Any other behaviour would be just as surprising, because you would then see that the constant would still exist, despite the code specifically telling ruby to remove that constant before.
If you would want that behaviour different, by treating class Foo the same, then you would have to disallow remove_const, because remove_const could no longer change ANY namespace (classes and modules are constants just as any other upcased first character)
@shevegen, Avdi is saying that actual newbs are actually surprised when they first encounter this behavior. Telling someone that they shouldn't be surprised by something that has surprised them is, in effect, a "well, actually".

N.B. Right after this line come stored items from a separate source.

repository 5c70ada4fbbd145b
pub mod user;

pub use user::PostgresUserRepository;
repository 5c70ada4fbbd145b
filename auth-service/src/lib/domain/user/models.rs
use std::fmt;
use std::str::FromStr;

use chrono::DateTime;
use chrono::Utc;
use uuid::Uuid;

use crate::user::errors::EmailError;
use crate::user::errors::UserIdError;

/// User entity as seen by the authentication flow.
///
/// The stored password hash is only reachable through [`UserWithPassword`].
#[derive(Debug, Clone, PartialEq, Eq)]
pub struct User {
    pub id: UserId,
    pub email: EmailAddress,
    pub created_at: DateTime<Utc>,
    pub updated_at: DateTime<Utc>,
}

/// User projection including the normally hidden password hash.
///
/// Only produced by the login lookup.
#[derive(Debug, Clone)]
pub struct UserWithPassword {
    pub user: User,
    pub password_hash: String,
}

/// User unique identifier type
#[derive(Debug, Clone, Copy, PartialEq, Eq, Hash)]
pub struct UserId(pub Uuid);

impl UserId {
    /// Generate a new random user ID.
    pub fn new() -> Self {
        Self(Uuid::new_v4())
    }

    /// Parse a user ID from string.
    ///
    /// # Arguments
    /// * `s` - UUID string to parse
    ///
    /// # Errors
    /// * `InvalidFormat` - String is not a valid UUID
    pub fn from_string(s: &str) -> Result<Self, UserIdError> {
        Uuid::parse_str(s)
            .map(UserId)
            .map_err(|e| UserIdError::InvalidFormat(e.to_string()))
    }
}

impl Default for UserId {
    fn default() -> Self {
        Self::new()
    }
}

impl fmt::Display for UserId {
    fn fmt(&self, f: &mut fmt::Formatter<'_>) -> fmt::Result {
        self.0.fmt(f)
    }
}

/// Email address type
///
/// Validates email format using RFC 5322 compliant parser.
#[derive(Debug, Clone, PartialEq, Eq, Hash)]
pub struct EmailAddress(String);

impl EmailAddress {
    /// Create a new validated email address.
    ///
    /// # Errors
    /// * `InvalidFormat` - Email does not conform to RFC 5322
    pub fn new(email: String) -> Result<Self, EmailError> {
        email_address::EmailAddress::from_str(&email)
            .map(|_| EmailAddress(email))
            .map_err(|e| EmailError::InvalidFormat(e.to_string()))
    }

    /// Wrap an address exactly as persisted, without format validation.
    ///
    /// Rows written by earlier deployments may hold addresses the RFC parser
    /// rejects; they still identify an account and are matched verbatim.
    pub fn from_stored(email: String) -> Self {
        EmailAddress(email)
    }

    /// Get email as string slice.
    pub fn as_str(&self) -> &str {
        &self.0
    }
}

impl fmt::Display for EmailAddress {
    fn fmt(&self, f: &mut fmt::Formatter<'_>) -> fmt::Result {
        self.0.fmt(f)
    }
}
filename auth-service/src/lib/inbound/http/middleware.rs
use axum::extract::Request;
use axum::extract::State;
use axum::http::header;
use axum::middleware::Next;
use axum::response::Response;

use super::handlers::ApiError;
use crate::domain::user::models::User;
use crate::inbound::http::router::AppState;

/// Extension type carrying the user resolved from the bearer token
#[derive(Debug, Clone)]
pub struct AuthenticatedUser(pub User);

/// Middleware that verifies the bearer token and resolves its subject.
///
/// Any token the codec accepts is honoured; access and refresh tokens share
/// the same claim set.
pub async fn authenticate(
    State(state): State<AppState>,
    mut req: Request,
    next: Next,
) -> Result<Response, ApiError> {
    let payload = {
        let token = extract_bearer_token(&req)?;
        state.token_codec.verify(token).map_err(|e| {
            tracing::warn!(error = %e, "JWT validation failed");
            ApiError::Unauthorized("Invalid or expired token".to_string())
        })?
    };

    let user = state.auth_service.validate_user(&payload).await?;

    req.extensions_mut().insert(AuthenticatedUser(user));

    Ok(next.run(req).await)
}

fn extract_bearer_token(req: &Request) -> Result<&str, ApiError> {
    let auth_header = req
        .headers()
        .get(header::AUTHORIZATION)
        .ok_or_else(|| ApiError::Unauthorized("Missing Authorization header".to_string()))?;

    let auth_str = auth_header
        .to_str()
        .map_err(|_| ApiError::Unauthorized("Invalid Authorization header".to_string()))?;

    auth_str.strip_prefix("Bearer ").ok_or_else(|| {
        ApiError::Unauthorized(
            "Invalid Authorization header format. Expected: Bearer <token>".to_string(),
        )
    })
}
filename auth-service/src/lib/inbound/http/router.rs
use std::sync::Arc;
use std::time::Duration;

use axum::body::Body;
use axum::http::Request;
use axum::http::Response;
use axum::middleware;
use axum::routing::get;
use axum::routing::post;
use axum::Router;
use tower_http::cors::CorsLayer;
use tower_http::trace::TraceLayer;
use tracing::Span;

use super::handlers::get_current_user::get_current_user;
use super::handlers::login::login;
use super::handlers::refresh_token::refresh_token;
use super::middleware::authenticate as auth_middleware;
use crate::domain::authentication::ports::AuthServicePort;
use crate::domain::authentication::ports::TokenCodec;

#[derive(Clone)]
pub struct AppState {
    pub auth_service: Arc<dyn AuthServicePort>,
    pub token_codec: Arc<dyn TokenCodec>,
}

pub fn create_router(
    auth_service: Arc<dyn AuthServicePort>,
    token_codec: Arc<dyn TokenCodec>,
) -> Router {
    let state = AppState {
        auth_service,
        token_codec,
    };

    let public_routes = Router::new()
        .route("/api/auth/login", post(login))
        .route("/api/auth/refresh", post(refresh_token));

    let protected_routes = Router::new()
        .route("/api/auth/me", get(get_current_user))
        .route_layer(middleware::from_fn_with_state(
            state.clone(),
            auth_middleware,
        ));

    // Headers are left out of the span: they carry bearer tokens.
    let trace_layer = TraceLayer::new_for_http()
        .make_span_with(|request: &Request<Body>| {
            tracing::info_span!(
                "http_request",
                method = %request.method(),
                uri = %request.uri(),
                version = ?request.version(),
            )
        })
        .on_request(|request: &Request<Body>, _span: &Span| {
            tracing::info!(
                method = %request.method(),
                uri = %request.uri(),
                "Request started"
            );
        })
        .on_response(
            |response: &Response<Body>, latency: Duration, _span: &Span| {
                tracing::info!(
                    status = response.status().as_u16(),
                    latency_ms = latency.as_millis(),
                    "Request completed"
                );
            },
        );

    Router::new()
        .merge(public_routes)
        .merge(protected_routes)
        .layer(trace_layer)
        .layer(CorsLayer::permissive())
        .with_state(state)
}
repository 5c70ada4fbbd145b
use auth::JwtError;
use auth::JwtHandler;
use auth::PasswordError;
use auth::PasswordHasher;
use auth::TokenPayload;

use crate::domain::authentication::ports::PasswordVerifier;
use crate::domain::authentication::ports::TokenCodec;

impl TokenCodec for JwtHandler {
    fn sign(&self, user_id: &str, ttl_seconds: i64) -> Result<String, JwtError> {
        JwtHandler::sign(self, user_id, ttl_seconds)
    }

    fn verify(&self, token: &str) -> Result<TokenPayload, JwtError> {
        JwtHandler::verify(self, token)
    }
}

impl PasswordVerifier for PasswordHasher {
    fn verify(&self, password: &str, hash: &str) -> Result<bool, PasswordError> {
        PasswordHasher::verify(self, password, hash)
    }
}
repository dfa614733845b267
// SPDX-License-Identifier: Apache-2.0

use core::fmt;

/// A key/value cell stored in a bucket chain.
///
/// Pairs are not mutable through the public API; `set` on a table replaces
/// the whole pair.
#[derive(Debug, Clone, PartialEq, Eq, Hash)]
pub struct KvPair<K, V> {
    key: K,
    value: V,
}

impl<K, V> KvPair<K, V> {
    /// Creates a new pair.
    pub fn new(key: K, value: V) -> Self {
        Self { key, value }
    }

    pub fn key(&self) -> &K {
        &self.key
    }

    pub fn value(&self) -> &V {
        &self.value
    }

    pub(crate) fn value_mut(&mut self) -> &mut V {
        &mut self.value
    }

    /// Splits the pair back into its key and value.
    pub fn into_parts(self) -> (K, V) {
        (self.key, self.value)
    }

    pub fn into_value(self) -> V {
        self.value
    }
}

impl<K: fmt::Display, V: fmt::Display> fmt::Display for KvPair<K, V> {
    fn fmt(&self, f: &mut fmt::Formatter<'_>) -> fmt::Result {
        write!(f, "{}: {}", self.key, self.value)
    }
}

The fundamental source of the surprise, as you point out, is remove_const. (Or, as I like to think of it, Ruby providing a concrete example of [the first half of] the adage "constants aren't, variables don't.") In many other languages, there's no equivalent -- once a reference is in the symbol table, it's there to stay.
Isn't this an expected behaviour? The second
Foo
has a different object id (lines 4, 17), butf
keeps being an instance of the firstFoo
definition. So, obviously, lines 20 and 21 fail, but line 21 still passes.Looks right to me.